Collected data
-----

//! Tree-walking interpreter.
//!
//! # Output model
//!
//! Evaluation produces text. Every block accumulates its own output string;
//! `if` and `for` hand theirs back as markup so an enclosing block (or a
//! `<%= %>` region) can decide whether to print it.
//!
//! # Control flow
//!
//! `break`, `continue` and `return` travel on the error channel as
//! [`ControlAction`]. A `return` carries the output its enclosing blocks
//! produced so far; the `for` iteration, function call or top-level
//! statement that owns it decides what to keep.
//!
//! # Holes
//!
//! At the top level a hole region is not evaluated. A positional marker is
//! written instead and a [`HoleSite`] records where it landed, so the
//! render pipeline can fill it in later. Interpreters created for a hole
//! pass render nested holes inline.
//!
//! - `mod.rs`: construction and the top-level statement loop
//! - `scope_guard.rs`: RAII scope push/pop
//! - `block.rs`: blocks and statements inside them
//! - `expr.rs`: expressions, `if`, `for`
//! - `call.rs`: calls, member access, helper dispatch
//! - `index.rs`: indexing and index assignment

mod block;
mod call;
mod expr;
mod index;
mod scope_guard;

pub use scope_guard::ScopedInterpreter;

use std::ops::Range;

use stencil_ir::{HoleStmt, Program, ReturnOrigin, Stmt};
use stencil_lexer::Delimiters;
use tracing::{debug, trace};

use crate::builtins;
use crate::context::Context;
use crate::errors::{ControlAction, EvalError};
use crate::escape::write_value;
use crate::operators::RegexCache;
use crate::symbol_table::SymbolTable;

/// Where a deferred hole landed in the output.
#[derive(Clone, Debug, PartialEq, Eq)]
pub struct HoleSite {
    /// 0-based position among the program's holes.
    pub index: usize,
    /// Byte range of the marker inside [`Rendered::output`].
    pub range: Range<usize>,
    /// The hole body, verbatim.
    pub input: String,
    /// 1-based source line of the hole opener.
    pub line: u32,
}

/// Result of running a program.
#[derive(Clone, Debug, Default, PartialEq, Eq)]
pub struct Rendered {
    pub output: String,
    /// Deferred holes in ascending output order.
    pub holes: Vec<HoleSite>,
}

/// Marker text for hole `index`.
pub fn hole_marker(index: usize) -> String {
    format!("<STENCIL_HOLE_{index}>")
}

pub struct Interpreter {
    pub(crate) symbols: SymbolTable,
    pub(crate) context: Context,
    delimiters: Delimiters,
    inline_holes: bool,
    regexes: RegexCache,
    holes: Vec<HoleSite>,
}

impl Interpreter {
    pub fn new(context: Context) -> Self {
        Interpreter::with_delimiters(context, Delimiters::default())
    }

    /// An interpreter whose globals are the builtins overlaid with every
    /// binding visible from `context`.
    ///
    /// Holes are rendered inline when `context` belongs to a hole pass.
    pub fn with_delimiters(context: Context, delimiters: Delimiters) -> Self {
        let mut symbols = SymbolTable::seeded(builtins::all());
        for (name, value) in context.export() {
            symbols.set_global(&name, value);
        }
        Interpreter {
            symbols,
            inline_holes: context.is_hole_pass(),
            context,
            delimiters,
            regexes: RegexCache::default(),
            holes: Vec::new(),
        }
    }

    /// Render holes in place instead of deferring them.
    #[must_use]
    pub fn inline_holes(mut self, inline: bool) -> Self {
        self.inline_holes = inline;
        self
    }

    pub fn context(&self) -> &Context {
        &self.context
    }

    pub fn delimiters(&self) -> &Delimiters {
        &self.delimiters
    }

    /// Run `program` and return its output with any deferred holes.
    #[tracing::instrument(level = "debug", skip_all, fields(statements = program.statements.len()))]
    pub fn execute(&mut self, program: &Program) -> Result<Rendered, EvalError> {
        let mut output = String::new();
        for stmt in &program.statements {
            self.exec_top_level(stmt, &mut output)
                .map_err(|err| err.at_line(stmt.line()))?;
        }
        let holes = std::mem::take(&mut self.holes);
        debug!(len = output.len(), holes = holes.len(), "executed program");
        Ok(Rendered { output, holes })
    }

    /// Top-level statements print only literal text and `<%= %>` regions.
    fn exec_top_level(&mut self, stmt: &Stmt, output: &mut String) -> Result<(), EvalError> {
        match stmt {
            Stmt::Hole(hole) => return self.exec_hole(hole, output),
            Stmt::Return(ret) if ret.origin == ReturnOrigin::Interpolation => {
                let value = match &ret.value {
                    Some(expr) => self.eval_expr(expr),
                    None => return Ok(()),
                };
                return match value {
                    Ok(value) => {
                        write_value(output, &value);
                        Ok(())
                    }
                    Err(action) => absorb(action, Some(output)),
                };
            }
            _ => {}
        }
        let mut scratch = String::new();
        match self.exec_stmt(stmt, &mut scratch) {
            Ok(()) => {
                if is_literal_text(stmt) {
                    output.push_str(&scratch);
                }
                Ok(())
            }
            Err(action) => absorb(action, None),
        }
    }

    fn exec_hole(&mut self, hole: &HoleStmt, output: &mut String) -> Result<(), EvalError> {
        if self.inline_holes {
            let rendered = self.render_hole_inline(&hole.input)?;
            output.push_str(&rendered);
            return Ok(());
        }
        let index = self.holes.len();
        let start = output.len();
        output.push_str(&hole_marker(index));
        trace!(index, "deferred hole");
        self.holes.push(HoleSite {
            index,
            range: start..output.len(),
            input: hole.input.clone(),
            line: hole.token.line,
        });
        Ok(())
    }

    fn render_hole_inline(&self, input: &str) -> Result<String, EvalError> {
        if input.trim().is_empty() {
            return Ok(String::new());
        }
        let source = self.delimiters.expression_region(input);
        render_nested(&source, self.context.for_hole(), &self.delimiters)
    }
}

/// Parse and run `source` against `context`, rendering holes inline.
pub fn render_nested(
    source: &str,
    context: Context,
    delimiters: &Delimiters,
) -> Result<String, EvalError> {
    let program = stencil_parse::parse_with(source, delimiters)?;
    let mut interpreter = Interpreter::with_delimiters(context, delimiters.clone()).inline_holes(true);
    Ok(interpreter.execute(&program)?.output)
}

fn is_literal_text(stmt: &Stmt) -> bool {
    matches!(stmt, Stmt::Expr(expr_stmt) if matches!(expr_stmt.expr, stencil_ir::Expr::Text(_)))
}

/// Resolve a control action that reached the top level.
///
/// A `return` under `<%= %>` prints what it carried; anywhere else it and
/// stray `break`/`continue` simply end the statement.
fn absorb(action: ControlAction, output: Option<&mut String>) -> Result<(), EvalError> {
    match action {
        ControlAction::Error(err) => Err(err),
        ControlAction::Return { output: produced, value } => {
            if let Some(output) = output {
                output.push_str(&produced);
                write_value(output, &value);
            }
            Ok(())
        }
        ControlAction::Break | ControlAction::Continue => Ok(()),
    }
}
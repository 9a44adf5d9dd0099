//! Scope chain for one render.
//!
//! Names are interned before they touch a scope. Host bindings live in the
//! global tier, seeded once per render; everything declared by the template
//! lives in the local tier. Scopes form a stack of frames: entering a block
//! pushes one, leaving pops it, and lookups walk from the innermost frame
//! outward before falling back to the globals.

use rustc_hash::FxHashMap;
use stencil_ir::{InternTable, SymbolId, Tier};

use crate::value::Value;

type Frame = FxHashMap<SymbolId, Value>;

pub struct SymbolTable {
    locals: InternTable,
    globals: InternTable,
    global_values: Vec<Value>,
    /// Frame 0 is the template's top-level scope and is never popped.
    frames: Vec<Frame>,
}

impl SymbolTable {
    pub fn new() -> Self {
        SymbolTable {
            locals: InternTable::new(Tier::Local),
            globals: InternTable::new(Tier::Global),
            global_values: Vec::new(),
            frames: vec![Frame::default()],
        }
    }

    /// A table whose global tier holds `bindings`.
    pub fn seeded<I>(bindings: I) -> Self
    where
        I: IntoIterator<Item = (String, Value)>,
    {
        let mut table = SymbolTable::new();
        for (name, value) in bindings {
            table.set_global(&name, value);
        }
        table
    }

    pub fn push_scope(&mut self) {
        self.frames.push(Frame::default());
    }

    pub fn pop_scope(&mut self) {
        if self.frames.len() > 1 {
            self.frames.pop();
        }
    }

    /// Number of open scopes, including the top-level one.
    pub fn depth(&self) -> usize {
        self.frames.len()
    }

    /// Bind `name` in the innermost scope. Declaring `nil` does nothing.
    pub fn declare(&mut self, name: &str, value: Value) {
        if value.is_nil() {
            return;
        }
        let id = self.locals.intern(name);
        if let Some(frame) = self.frames.last_mut() {
            frame.insert(id, value);
        }
    }

    /// Overwrite the innermost existing binding of `name`.
    ///
    /// Returns `false` when no scope holds `name`; assignment never
    /// declares.
    pub fn assign(&mut self, name: &str, value: Value) -> bool {
        if let Some(id) = self.locals.lookup(name) {
            if let Some(slot) = self
                .frames
                .iter_mut()
                .rev()
                .find_map(|frame| frame.get_mut(&id))
            {
                *slot = value;
                return true;
            }
        }
        if let Some(slot) = self.global_slot_mut(name) {
            if !slot.is_nil() {
                *slot = value;
                return true;
            }
        }
        false
    }

    /// Innermost binding of `name`, locals before globals.
    pub fn resolve(&self, name: &str) -> Option<&Value> {
        if let Some(id) = self.locals.lookup(name) {
            if let Some(value) = self.frames.iter().rev().find_map(|frame| frame.get(&id)) {
                return Some(value);
            }
        }
        let id = self.globals.lookup(name)?;
        self.global_values
            .get(id.index() as usize)
            .filter(|value| !value.is_nil())
    }

    /// Bind `name` in the global tier, replacing any earlier value.
    pub fn set_global(&mut self, name: &str, value: Value) {
        let index = self.globals.intern(name).index() as usize;
        if index >= self.global_values.len() {
            self.global_values.resize(index + 1, Value::Nil);
        }
        self.global_values[index] = value;
    }

    fn global_slot_mut(&mut self, name: &str) -> Option<&mut Value> {
        let id = self.globals.lookup(name)?;
        self.global_values.get_mut(id.index() as usize)
    }
}

impl Default for SymbolTable {
    fn default() -> Self {
        SymbolTable::new()
    }
}
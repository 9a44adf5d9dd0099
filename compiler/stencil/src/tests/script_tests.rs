#![allow(
    clippy::unwrap_used,
    reason = "test assertions use unwrap for clarity"
)]

use std::sync::Arc;

use parking_lot::Mutex;
use pretty_assertions::assert_eq;

use crate::{run_script, Context, Helper, Kind, Signature, Value};

const SCRIPT: &str = r#"let x = "foo"

let a = 1
let b = 2
let c = a + b

out(c)

if (c == 3) {
  out("hi")
}

let x = fn(f) {
  f()
}

x(fn() {
  out("asdfasdf")
})"#;

fn recording_context() -> (Context, Arc<Mutex<String>>) {
    let buffer = Arc::new(Mutex::new(String::new()));
    let ctx = Context::new();
    let sink = Arc::clone(&buffer);
    ctx.set_helper(
        "out",
        Helper::new(Signature::new([Kind::Any]), move |_, args| {
            sink.lock().push_str(&args.get(0).to_string());
            Ok(Value::Nil)
        }),
    );
    (ctx, buffer)
}

#[test]
fn test_run_script() {
    let (ctx, buffer) = recording_context();
    run_script(SCRIPT, &ctx).unwrap();
    assert_eq!(buffer.lock().as_str(), "3hiasdfasdf");
}

#[test]
fn test_script_bindings_stay_in_child() {
    let (ctx, _buffer) = recording_context();
    run_script("let y = 1", &ctx).unwrap();
    assert!(!ctx.has("y"));
    assert!(!ctx.has("print"));
}

#[test]
fn test_script_errors_carry_lines() {
    let (ctx, _buffer) = recording_context();
    let err = run_script("let a = 1\n\nout(nope)", &ctx).unwrap_err();
    assert!(err.to_string().starts_with("line 3:"), "{err}");
}
//! Error types for the search expression parser.

use thiserror::Error;

/// A specialized Result type for parsing operations.
pub type ParseResult<T> = Result<T, ParseError>;

/// The query is not a well-formed search expression.
///
/// Parsing reports success or failure only: there is no position or
/// expected-token detail. Empty input, a missing operand, unbalanced or empty
/// parentheses and unterminated quotes all produce this same error.
#[derive(Debug, Clone, Copy, Error, PartialEq, Eq, Default)]
#[error("invalid search expression")]
pub struct ParseError;
//! End-to-end tests for the `sxp` binary.
//!
//! Every invocation points `SXP_CONFIG` into a temporary directory so the
//! user's own configuration never leaks into the results.

use std::fs;
use std::io::Write;
use std::path::{Path, PathBuf};
use std::process::{Command, Output, Stdio};

use serde_json::{json, Value};
use tempfile::TempDir;

const USERS: &str = r#"[
  {"name": "John Smith", "status": "active", "age": 50},
  {"name": "Alice", "status": "inactive", "age": 31},
  {"name": "Bob", "status": "active", "age": 42}
]"#;

struct Sandbox {
    dir: TempDir,
}

impl Sandbox {
    fn new() -> Self {
        Self {
            dir: TempDir::new().unwrap(),
        }
    }

    fn config_path(&self) -> PathBuf {
        self.dir.path().join("config.toml")
    }

    fn write_users(&self) -> PathBuf {
        let path = self.dir.path().join("users.json");
        fs::write(&path, USERS).unwrap();
        path
    }

    fn command(&self) -> Command {
        let mut cmd = Command::new(env!("CARGO_BIN_EXE_sxp"));
        cmd.env("SXP_CONFIG", self.config_path())
            .env("NO_COLOR", "1")
            .env_remove("RUST_LOG");
        cmd
    }

    fn run(&self, args: &[&str]) -> Output {
        self.command().args(args).output().unwrap()
    }

    fn run_with_stdin(&self, args: &[&str], stdin: &str) -> Output {
        let mut child = self
            .command()
            .args(args)
            .stdin(Stdio::piped())
            .stdout(Stdio::piped())
            .stderr(Stdio::piped())
            .spawn()
            .unwrap();
        child
            .stdin
            .take()
            .unwrap()
            .write_all(stdin.as_bytes())
            .unwrap();
        child.wait_with_output().unwrap()
    }
}

fn stdout(output: &Output) -> String {
    String::from_utf8(output.stdout.clone()).unwrap()
}

fn stderr(output: &Output) -> String {
    String::from_utf8(output.stderr.clone()).unwrap()
}

fn names(output: &Output) -> Vec<String> {
    stdout(output)
        .lines()
        .map(|line| {
            let record: Value = serde_json::from_str(line).unwrap();
            record["name"].as_str().unwrap().to_string()
        })
        .collect()
}

fn path_arg(path: &Path) -> &str {
    path.to_str().unwrap()
}

// ============================================================================
// parse
// ============================================================================

#[test]
fn test_parse_prints_tree() {
    let sandbox = Sandbox::new();
    let output = sandbox.run(&["parse", "name:john OR name:bob"]);

    assert!(output.status.success(), "stderr: {}", stderr(&output));
    assert_eq!(
        stdout(&output),
        "OR [0, 21] name:john OR name:bob\n  KEY-VALUE [0, 9] name = john\n  KEY-VALUE [13, 21] name = bob\n"
    );
}

#[test]
fn test_parse_json_output() {
    let sandbox = Sandbox::new();
    let output = sandbox.run(&["--json", "parse", "NOT a"]);

    assert!(output.status.success());
    let tree: Value = serde_json::from_str(&stdout(&output)).unwrap();
    assert_eq!(tree["type"], "NOT");
    assert_eq!(tree["range"], json!([0, 5]));
    assert_eq!(tree["child"]["type"], "VALUE");
    assert_eq!(tree["child"]["value"]["content"], "a");
    assert_eq!(tree["child"]["value"]["hasQuotes"], false);
}

#[test]
fn test_parse_invalid_query() {
    let sandbox = Sandbox::new();
    let output = sandbox.run(&["parse", "a AND"]);

    assert_eq!(output.status.code(), Some(1));
    assert!(stdout(&output).is_empty());
    assert_eq!(stderr(&output).trim(), "Error: invalid search expression");
}

#[test]
fn test_parse_invalid_query_json_error() {
    let sandbox = Sandbox::new();
    let output = sandbox.run(&["--json", "parse", "(a"]);

    assert_eq!(output.status.code(), Some(1));
    let error: Value = serde_json::from_str(&stderr(&output)).unwrap();
    assert_eq!(error["error"]["code"], "PARSE_ERROR");
    assert_eq!(error["error"]["message"], "invalid search expression");
}

// ============================================================================
// filter
// ============================================================================

#[test]
fn test_filter_from_file() {
    let sandbox = Sandbox::new();
    let users = sandbox.write_users();
    let output = sandbox.run(&["filter", "status:active", "--input", path_arg(&users)]);

    assert!(output.status.success(), "stderr: {}", stderr(&output));
    assert_eq!(names(&output), ["John Smith", "Bob"]);
}

#[test]
fn test_filter_from_stdin() {
    let sandbox = Sandbox::new();
    let output = sandbox.run_with_stdin(&["filter", "NOT status:active"], USERS);

    assert!(output.status.success(), "stderr: {}", stderr(&output));
    assert_eq!(names(&output), ["Alice"]);
}

#[test]
fn test_filter_contains_mode_and_count() {
    let sandbox = Sandbox::new();
    let users = sandbox.write_users();
    let output = sandbox.run(&[
        "--json",
        "filter",
        "name:o",
        "--mode",
        "contains",
        "--count",
        "--input",
        path_arg(&users),
    ]);

    assert!(output.status.success());
    let count: Value = serde_json::from_str(&stdout(&output)).unwrap();
    assert_eq!(count, json!({"count": 2}));
}

#[test]
fn test_filter_limit() {
    let sandbox = Sandbox::new();
    let users = sandbox.write_users();
    let output = sandbox.run(&["filter", "age:50 OR age:42 OR age:31", "--limit", "1", "-i", path_arg(&users)]);

    assert!(output.status.success());
    assert_eq!(names(&output), ["John Smith"]);
}

#[test]
fn test_filter_unknown_key_suggests() {
    let sandbox = Sandbox::new();
    let users = sandbox.write_users();
    let output = sandbox.run(&["filter", "stauts:active", "--input", path_arg(&users)]);

    assert_eq!(output.status.code(), Some(2));
    let message = stderr(&output);
    assert!(message.contains("unknown key 'stauts'"), "stderr: {message}");
    assert!(message.contains("Did you mean 'status'?"), "stderr: {message}");
}

#[test]
fn test_filter_rejects_non_array_input() {
    let sandbox = Sandbox::new();
    let output = sandbox.run_with_stdin(&["--json", "filter", "a"], r#"{"name": "x"}"#);

    assert_eq!(output.status.code(), Some(4));
    let error: Value = serde_json::from_str(&stderr(&output)).unwrap();
    assert_eq!(error["error"]["code"], "INPUT_ERROR");
}

#[test]
fn test_filter_respects_config_file() {
    let sandbox = Sandbox::new();
    fs::write(sandbox.config_path(), "[filter]\nallow_bare_values = false\n").unwrap();
    let users = sandbox.write_users();

    let output = sandbox.run(&["filter", "alice", "--input", path_arg(&users)]);
    assert_eq!(output.status.code(), Some(2));
    assert!(stderr(&output).contains("bare value 'alice' is not allowed"));

    let output = sandbox.run(&["filter", "name:alice", "--input", path_arg(&users)]);
    assert!(output.status.success());
    assert_eq!(names(&output), ["Alice"]);
}

#[test]
fn test_broken_config_is_reported() {
    let sandbox = Sandbox::new();
    fs::write(sandbox.config_path(), "[filter\n").unwrap();

    let output = sandbox.run(&["parse", "a"]);
    assert_eq!(output.status.code(), Some(5));
    assert!(stderr(&output).contains("configuration error"));
}

// ============================================================================
// config and completions
// ============================================================================

#[test]
fn test_config_path_and_init() {
    let sandbox = Sandbox::new();

    let output = sandbox.run(&["config", "path"]);
    assert!(output.status.success());
    assert_eq!(stdout(&output).trim(), sandbox.config_path().display().to_string());

    let output = sandbox.run(&["config", "init"]);
    assert!(output.status.success(), "stderr: {}", stderr(&output));
    assert!(sandbox.config_path().exists());

    let output = sandbox.run(&["config", "init"]);
    assert_eq!(output.status.code(), Some(5));

    let output = sandbox.run(&["--json", "config", "show"]);
    assert!(output.status.success());
    let shown: Value = serde_json::from_str(&stdout(&output)).unwrap();
    assert_eq!(shown["exists"], true);
    assert_eq!(shown["config"]["version"], 1);
}

#[test]
fn test_completions_bash() {
    let sandbox = Sandbox::new();
    let output = sandbox.run(&["completions", "bash"]);

    assert!(output.status.success());
    assert!(stdout(&output).contains("sxp"));
}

-----

» **How to complete this task**
Using the data above, repeat exactly the lines that begin at the line with "nested holes inline." and end at the line with "use std::ops::Range;", both ends included.

» **Result for this exercise**
//! pass render nested holes inline.
//!
//! - `mod.rs`: construction and the top-level statement loop
//! - `scope_guard.rs`: RAII scope push/pop
//! - `block.rs`: blocks and statements inside them
//! - `expr.rs`: expressions, `if`, `for`
//! - `call.rs`: calls, member access, helper dispatch
//! - `index.rs`: indexing and index assignment

mod block;
mod call;
mod expr;
mod index;
mod scope_guard;

pub use scope_guard::ScopedInterpreter;

use std::ops::Range;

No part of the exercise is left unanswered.